Letters from The Northern Echo

HELEN QUICK

WITH regard to the sad case of headmistress Helen Quick, isn't it about time that the practice of publishing the league tables is abolished?

SATS are meant to be a measure of a child's progress through his/her academic life so that the teachers can take appropriate action to help the child to achieve its full potential.

However, by publishing the results in the format that it does, the Government has handed the media another stick with which to beat the hard-pressed teachers.

No wonder they feel undervalued and demoralised.

The league tables make no allowance of the social factors which affect the standards of the children attending a particular school.

Look at any of the league tables and you will see that the top of the lists are always dominated by the schools in the middle-class areas. What sort of message is that sending to the children in the poorer areas, not to mention the dedicated teacher who choose to work in the deprived areas, instead of taking the easy option of moving to a school with a better social mix?

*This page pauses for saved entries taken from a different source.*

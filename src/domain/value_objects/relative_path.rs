//! Relative path helpers
//!
//! The exclude set and remote paths always use `/`, whatever the local
//! platform separator is.

use std::path::Path;

/// Path of `path` below `root`, joined with `/` and without a leading separator.
///
/// Returns `None` when `path` is not inside `root`. The root itself maps to "".
pub fn relative_posix(path: &Path, root: &Path) -> Option<String> {
    let relative = path.strip_prefix(root).ok()?;
    let parts: Vec<String> = relative
        .components()
        .map(|c| c.as_os_str().to_string_lossy().into_owned())
        .collect();
    Some(parts.join("/"))
}

/// Path of a remote entry relative to the remote destination root.
pub fn relative_remote(full_path: &str, root: &str) -> Option<String> {
    let full_path = full_path.replace('\\', "/");
    let base = root.replace('\\', "/");
    let base = base.trim_end_matches('/');
    let rest = full_path.strip_prefix(base)?;
    if !rest.is_empty() && !rest.starts_with('/') {
        // "/srv/site2" is not below "/srv/site"
        return None;
    }
    Some(rest.trim_start_matches('/').to_string())
}

/// Join a relative posix path onto a remote root.
pub fn join_remote(root: &str, relative: &str) -> String {
    let base = root.trim_end_matches('/');
    let relative = relative.trim_start_matches('/');
    match (base.is_empty(), relative.is_empty()) {
        (true, true) => "/".to_string(),
        (_, true) => base.to_string(),
        _ => format!("{}/{}", base, relative),
    }
}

If the Government insists on publishing the tables, they should be based on the level of improvement in each child from its base when it entered the school. Then we would see which schools were really doing their job with the raw material they have been given. - Name and address supplied.

ARTHRITIS

AS children grow up, they often experience aches and pains in their limbs. Although children and young people can develop a childhood form of arthritis, it is rare and only affects about 14,500 youngsters in the UK.

Another more likely reason why children develop aches in the arms and legs is growing pains. No one knows why some children and not others go through this phase; it may be because of accelerated bone growth during childhood. The pains may be brought on by upset or stress or after a minor accident.

But although it can be worrying for children and their parents, the good news is that the pains don't last and children will grow out of it.

The Arthritis Research Campaign has produced a new booklet on Growing Pains, aimed at children aged between five and ten, explaining what it is and how doctors will investigate.

The ARC also as a booklet for young children on childhood arthritis called Tim Has Arthritis. Both booklets are available free of charge. - Beverley Moss, Arthritis Research Campaign, St Marys Gate, Chesterfield, Derbyshire S41 7TD.

THE EURO

THE anti-euro people really can't have it both ways. They continually claim that any referendum will be rigged so the UK will enter the euro whether it's good for the country or not - and that the Government is going to bounce the country into it.

When the Government decides that it's going to cool it and take a long hard look at the benefits, then they get attacked for that too.

The anti-euro campaign wants to rule out the euro whether it's good or bad and without asking the people if it is to their benefit.

And they have the nerve to claim that the pro-euro side is undemocratic. - Robin Ashby, Secretary, North-East in Europe, Newcastle.

KEN CLARKE

IF Ken Clarke becomes leader of the Conservative Party, this will prove beyond doubt that its members have followed in the footsteps of New Labour and put party before country.

The future for the United Kingdom lies outside the European Union. We can trade freely with all of Europe without hindering our economy with excessive regulation and taking away our freedom with interfering directives.

Surely the ideals of Conservatism are of a free market economy, encouraging global free trade, giving more freedom to small businesses and the individual, having a more flexible labour force, and having lower levels of taxation.

But anyone with any sense can realise that the above is not possible whilst we retain our membership of the European Union. The Conservatives have the chance now to show that they care about their principles, and above all, that they care about our country, by electing a strong leader who will propose a policy of withdrawal from the European Union.

This would not be an extreme measure, but one that would give us the biggest boost of self confidence since the Allied victory in 1945. Furthermore, it would give the voters a real choice on how we are governed.

It would expose the deceitful policy of successive governments since the 1960s and would put the Conservative Party back in power, this time with the ability to make our own laws and not ask permission from abroad for everything we wish to do. - Jamie Mash, Northallerton.

CRICKET

ENGLAND'S game of cricket used to be the pleasant sound of leather coming off willow on village greens on Sunday afternoons. How this has changed.

Cricket in this country is now being ruined by pitch invasions and violence by people calling themselves cricket fans but who are no more than thugs. They are sending cricket down the same violent road as football.

In the past, football teams have been banned from Europe because of fan violence so therefore cricket teams should be banned from playing in other countries if their fans disrupt the gentlemen's game.

Let us hope that Home Secretary David Blunkett will introduce harsh penalties to stop the game of cricket being ruined like many other sports have. - TE Crook, Bishop Auckland.